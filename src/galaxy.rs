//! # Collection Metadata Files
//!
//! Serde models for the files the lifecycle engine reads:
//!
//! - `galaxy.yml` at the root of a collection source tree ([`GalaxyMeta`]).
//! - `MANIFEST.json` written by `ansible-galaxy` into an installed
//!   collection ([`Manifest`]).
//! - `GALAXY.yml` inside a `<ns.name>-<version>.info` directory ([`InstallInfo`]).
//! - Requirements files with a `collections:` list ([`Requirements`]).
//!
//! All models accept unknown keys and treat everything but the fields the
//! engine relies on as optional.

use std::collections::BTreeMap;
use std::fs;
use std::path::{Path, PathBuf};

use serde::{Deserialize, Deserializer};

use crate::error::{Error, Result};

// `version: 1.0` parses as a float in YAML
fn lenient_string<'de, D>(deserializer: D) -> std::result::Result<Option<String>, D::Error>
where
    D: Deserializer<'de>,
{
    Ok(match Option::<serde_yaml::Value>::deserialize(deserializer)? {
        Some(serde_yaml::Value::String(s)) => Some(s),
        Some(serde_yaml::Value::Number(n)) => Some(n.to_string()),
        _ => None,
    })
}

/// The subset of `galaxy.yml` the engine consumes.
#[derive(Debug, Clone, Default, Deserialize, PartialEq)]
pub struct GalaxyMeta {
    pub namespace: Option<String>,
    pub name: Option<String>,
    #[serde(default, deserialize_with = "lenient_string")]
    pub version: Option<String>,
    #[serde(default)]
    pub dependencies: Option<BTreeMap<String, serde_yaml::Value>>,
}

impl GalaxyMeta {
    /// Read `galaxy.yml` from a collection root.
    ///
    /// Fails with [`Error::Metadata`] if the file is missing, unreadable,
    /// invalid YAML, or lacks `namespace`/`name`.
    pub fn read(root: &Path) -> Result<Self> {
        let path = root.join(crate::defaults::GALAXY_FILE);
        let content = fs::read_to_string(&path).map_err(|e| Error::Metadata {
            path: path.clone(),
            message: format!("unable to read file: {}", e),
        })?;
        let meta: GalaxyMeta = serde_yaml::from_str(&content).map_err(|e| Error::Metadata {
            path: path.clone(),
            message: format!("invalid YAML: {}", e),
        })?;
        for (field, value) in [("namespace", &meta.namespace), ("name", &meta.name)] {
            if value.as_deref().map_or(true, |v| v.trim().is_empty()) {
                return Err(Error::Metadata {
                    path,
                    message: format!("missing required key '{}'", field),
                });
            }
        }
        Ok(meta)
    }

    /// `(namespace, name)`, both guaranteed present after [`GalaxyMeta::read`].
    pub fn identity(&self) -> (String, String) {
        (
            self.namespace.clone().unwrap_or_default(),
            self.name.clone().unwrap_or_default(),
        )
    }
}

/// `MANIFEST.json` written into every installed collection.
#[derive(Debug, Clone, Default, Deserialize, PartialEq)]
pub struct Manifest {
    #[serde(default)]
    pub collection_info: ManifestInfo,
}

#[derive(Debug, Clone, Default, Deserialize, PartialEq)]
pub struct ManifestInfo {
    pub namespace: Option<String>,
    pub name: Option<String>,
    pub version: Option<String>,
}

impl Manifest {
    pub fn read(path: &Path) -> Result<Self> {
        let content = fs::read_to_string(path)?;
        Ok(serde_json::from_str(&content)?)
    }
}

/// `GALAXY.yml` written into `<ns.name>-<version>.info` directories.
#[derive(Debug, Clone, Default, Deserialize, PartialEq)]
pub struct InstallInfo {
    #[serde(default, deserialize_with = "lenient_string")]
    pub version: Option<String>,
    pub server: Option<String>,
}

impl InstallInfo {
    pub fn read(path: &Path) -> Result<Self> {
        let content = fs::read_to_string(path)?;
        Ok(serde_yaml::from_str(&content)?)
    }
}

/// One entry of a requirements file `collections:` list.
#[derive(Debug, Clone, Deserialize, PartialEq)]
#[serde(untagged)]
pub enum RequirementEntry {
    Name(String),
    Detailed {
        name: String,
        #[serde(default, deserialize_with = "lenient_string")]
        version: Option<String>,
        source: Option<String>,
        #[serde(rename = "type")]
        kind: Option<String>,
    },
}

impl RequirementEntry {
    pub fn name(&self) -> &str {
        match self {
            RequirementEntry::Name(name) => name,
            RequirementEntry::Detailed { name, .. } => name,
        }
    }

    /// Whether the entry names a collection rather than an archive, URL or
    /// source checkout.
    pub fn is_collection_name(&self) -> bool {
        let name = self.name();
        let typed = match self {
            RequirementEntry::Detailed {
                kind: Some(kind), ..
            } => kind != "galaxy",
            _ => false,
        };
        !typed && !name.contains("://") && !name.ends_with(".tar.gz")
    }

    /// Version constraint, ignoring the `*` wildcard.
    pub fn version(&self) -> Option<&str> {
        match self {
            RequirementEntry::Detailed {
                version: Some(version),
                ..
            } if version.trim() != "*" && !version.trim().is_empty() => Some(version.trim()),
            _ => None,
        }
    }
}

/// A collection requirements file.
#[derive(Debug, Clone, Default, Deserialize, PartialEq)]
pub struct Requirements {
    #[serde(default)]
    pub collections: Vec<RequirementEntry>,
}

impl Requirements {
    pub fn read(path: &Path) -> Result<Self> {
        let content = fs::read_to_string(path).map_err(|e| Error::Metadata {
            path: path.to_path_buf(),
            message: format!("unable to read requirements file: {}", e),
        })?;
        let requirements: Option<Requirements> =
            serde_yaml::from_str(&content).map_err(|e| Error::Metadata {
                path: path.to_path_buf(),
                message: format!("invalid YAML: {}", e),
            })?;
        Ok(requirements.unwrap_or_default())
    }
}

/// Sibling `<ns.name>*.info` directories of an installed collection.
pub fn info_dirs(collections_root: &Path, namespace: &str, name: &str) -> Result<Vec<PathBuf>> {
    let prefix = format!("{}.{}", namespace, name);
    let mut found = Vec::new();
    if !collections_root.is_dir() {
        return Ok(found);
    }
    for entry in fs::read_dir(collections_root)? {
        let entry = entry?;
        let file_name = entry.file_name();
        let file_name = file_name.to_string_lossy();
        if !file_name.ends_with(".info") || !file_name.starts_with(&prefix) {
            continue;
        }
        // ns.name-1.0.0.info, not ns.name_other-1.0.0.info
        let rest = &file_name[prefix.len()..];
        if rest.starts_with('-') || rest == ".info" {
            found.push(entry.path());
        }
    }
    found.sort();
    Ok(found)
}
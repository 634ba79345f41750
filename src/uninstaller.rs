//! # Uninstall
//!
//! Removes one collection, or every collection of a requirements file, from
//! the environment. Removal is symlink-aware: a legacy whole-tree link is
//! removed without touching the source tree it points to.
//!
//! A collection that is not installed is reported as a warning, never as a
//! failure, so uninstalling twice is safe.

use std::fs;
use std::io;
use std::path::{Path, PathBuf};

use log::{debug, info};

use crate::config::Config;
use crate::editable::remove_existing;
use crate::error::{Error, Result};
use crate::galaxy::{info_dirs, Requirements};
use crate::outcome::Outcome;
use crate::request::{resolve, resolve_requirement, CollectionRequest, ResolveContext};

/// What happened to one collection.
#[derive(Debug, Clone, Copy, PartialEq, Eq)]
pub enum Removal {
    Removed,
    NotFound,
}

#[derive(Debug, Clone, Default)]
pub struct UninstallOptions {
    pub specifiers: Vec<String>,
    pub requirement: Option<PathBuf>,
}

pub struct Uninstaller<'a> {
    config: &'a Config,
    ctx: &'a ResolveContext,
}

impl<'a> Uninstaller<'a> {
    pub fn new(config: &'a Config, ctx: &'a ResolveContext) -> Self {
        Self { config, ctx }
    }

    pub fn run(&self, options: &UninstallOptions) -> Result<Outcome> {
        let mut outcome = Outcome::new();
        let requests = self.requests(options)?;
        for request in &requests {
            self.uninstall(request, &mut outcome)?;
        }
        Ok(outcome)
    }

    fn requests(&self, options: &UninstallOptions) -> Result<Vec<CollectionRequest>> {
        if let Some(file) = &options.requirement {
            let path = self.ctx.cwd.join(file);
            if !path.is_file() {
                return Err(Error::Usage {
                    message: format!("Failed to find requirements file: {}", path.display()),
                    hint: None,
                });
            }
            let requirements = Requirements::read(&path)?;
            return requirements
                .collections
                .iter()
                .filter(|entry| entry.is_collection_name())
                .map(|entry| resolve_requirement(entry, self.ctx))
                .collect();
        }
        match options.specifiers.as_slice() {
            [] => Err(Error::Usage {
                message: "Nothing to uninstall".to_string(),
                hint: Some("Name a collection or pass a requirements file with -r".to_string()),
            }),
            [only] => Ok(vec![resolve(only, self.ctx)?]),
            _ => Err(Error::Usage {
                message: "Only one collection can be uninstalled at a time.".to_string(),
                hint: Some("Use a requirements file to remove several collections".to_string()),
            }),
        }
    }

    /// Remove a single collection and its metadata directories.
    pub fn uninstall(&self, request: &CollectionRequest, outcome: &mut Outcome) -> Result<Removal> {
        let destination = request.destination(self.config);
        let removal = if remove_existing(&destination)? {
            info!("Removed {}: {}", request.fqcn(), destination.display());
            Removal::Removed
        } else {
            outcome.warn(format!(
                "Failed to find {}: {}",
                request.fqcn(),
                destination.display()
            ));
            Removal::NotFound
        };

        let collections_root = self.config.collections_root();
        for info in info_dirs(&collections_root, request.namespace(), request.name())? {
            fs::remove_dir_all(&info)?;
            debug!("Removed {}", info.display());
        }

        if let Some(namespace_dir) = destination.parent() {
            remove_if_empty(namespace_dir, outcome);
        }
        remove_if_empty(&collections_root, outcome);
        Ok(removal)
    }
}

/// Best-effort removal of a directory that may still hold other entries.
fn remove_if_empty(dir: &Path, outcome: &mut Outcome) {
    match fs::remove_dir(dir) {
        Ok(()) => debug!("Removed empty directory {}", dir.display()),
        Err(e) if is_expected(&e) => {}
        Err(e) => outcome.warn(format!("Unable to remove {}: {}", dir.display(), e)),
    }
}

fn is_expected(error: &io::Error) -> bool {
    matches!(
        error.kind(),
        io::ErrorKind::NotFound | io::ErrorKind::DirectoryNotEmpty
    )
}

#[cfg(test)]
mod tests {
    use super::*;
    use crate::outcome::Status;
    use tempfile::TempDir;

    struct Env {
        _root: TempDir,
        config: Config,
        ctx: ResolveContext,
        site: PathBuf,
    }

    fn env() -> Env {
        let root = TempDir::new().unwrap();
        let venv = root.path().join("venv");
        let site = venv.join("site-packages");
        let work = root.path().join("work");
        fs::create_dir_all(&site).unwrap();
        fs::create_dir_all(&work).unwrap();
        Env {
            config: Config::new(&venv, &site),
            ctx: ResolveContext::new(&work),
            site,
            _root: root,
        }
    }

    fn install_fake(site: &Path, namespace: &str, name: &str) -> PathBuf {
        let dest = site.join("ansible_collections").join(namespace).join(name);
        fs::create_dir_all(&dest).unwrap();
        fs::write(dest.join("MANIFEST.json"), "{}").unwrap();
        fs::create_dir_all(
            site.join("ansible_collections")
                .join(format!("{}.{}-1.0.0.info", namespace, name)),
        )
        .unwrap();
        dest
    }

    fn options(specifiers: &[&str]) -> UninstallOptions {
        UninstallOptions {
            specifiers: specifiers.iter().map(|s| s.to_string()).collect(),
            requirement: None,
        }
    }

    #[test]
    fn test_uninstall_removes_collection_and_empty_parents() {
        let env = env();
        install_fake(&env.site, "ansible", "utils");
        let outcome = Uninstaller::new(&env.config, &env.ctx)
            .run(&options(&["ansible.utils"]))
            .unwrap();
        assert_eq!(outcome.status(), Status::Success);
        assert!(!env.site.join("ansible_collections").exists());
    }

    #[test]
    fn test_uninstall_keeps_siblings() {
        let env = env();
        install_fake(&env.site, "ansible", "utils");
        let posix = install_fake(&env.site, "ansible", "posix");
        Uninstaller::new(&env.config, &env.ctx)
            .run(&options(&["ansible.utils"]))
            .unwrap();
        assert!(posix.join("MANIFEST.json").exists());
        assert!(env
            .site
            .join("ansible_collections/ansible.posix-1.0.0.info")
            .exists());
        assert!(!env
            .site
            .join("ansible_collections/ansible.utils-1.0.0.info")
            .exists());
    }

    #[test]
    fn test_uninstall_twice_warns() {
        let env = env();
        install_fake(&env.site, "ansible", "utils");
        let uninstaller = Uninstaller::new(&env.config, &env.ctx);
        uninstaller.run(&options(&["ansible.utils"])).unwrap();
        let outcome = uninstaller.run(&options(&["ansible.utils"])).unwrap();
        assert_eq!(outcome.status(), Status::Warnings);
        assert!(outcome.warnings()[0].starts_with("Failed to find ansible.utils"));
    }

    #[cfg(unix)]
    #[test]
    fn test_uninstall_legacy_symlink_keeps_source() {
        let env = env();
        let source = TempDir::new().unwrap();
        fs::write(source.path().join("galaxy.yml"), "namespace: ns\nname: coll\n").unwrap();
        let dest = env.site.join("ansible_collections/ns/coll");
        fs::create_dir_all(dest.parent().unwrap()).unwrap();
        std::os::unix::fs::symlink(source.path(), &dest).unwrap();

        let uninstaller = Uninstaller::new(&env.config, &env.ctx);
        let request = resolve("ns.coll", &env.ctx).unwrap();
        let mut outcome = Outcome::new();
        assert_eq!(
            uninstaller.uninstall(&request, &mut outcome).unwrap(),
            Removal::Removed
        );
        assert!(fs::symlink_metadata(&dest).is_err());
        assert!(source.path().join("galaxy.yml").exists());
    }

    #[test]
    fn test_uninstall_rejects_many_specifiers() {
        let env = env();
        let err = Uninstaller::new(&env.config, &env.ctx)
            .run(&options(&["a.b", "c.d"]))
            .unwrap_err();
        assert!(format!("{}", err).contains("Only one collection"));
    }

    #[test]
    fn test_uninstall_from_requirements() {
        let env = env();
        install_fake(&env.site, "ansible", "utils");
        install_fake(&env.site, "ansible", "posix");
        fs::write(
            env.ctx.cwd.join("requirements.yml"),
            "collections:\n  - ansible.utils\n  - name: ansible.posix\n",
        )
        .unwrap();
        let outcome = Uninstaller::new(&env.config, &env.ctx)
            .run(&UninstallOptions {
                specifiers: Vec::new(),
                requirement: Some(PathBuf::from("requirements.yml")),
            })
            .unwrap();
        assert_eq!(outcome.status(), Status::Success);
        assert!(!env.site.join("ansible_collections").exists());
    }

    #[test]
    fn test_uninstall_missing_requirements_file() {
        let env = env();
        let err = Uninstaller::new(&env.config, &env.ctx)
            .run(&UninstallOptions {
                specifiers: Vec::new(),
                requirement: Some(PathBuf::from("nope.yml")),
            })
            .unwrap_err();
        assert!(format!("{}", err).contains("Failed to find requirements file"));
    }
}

++++++++

▶ [Assignment]: Output, exactly and in full, the lines from the start of the entries above through the line that contains "at the root".

▶ [Exercise answer]:
filename src/galaxy.rs
//! # Collection Metadata Files
//!
//! Serde models for the files the lifecycle engine reads:
//!
//! - `galaxy.yml` at the root of a collection source tree ([`GalaxyMeta`]).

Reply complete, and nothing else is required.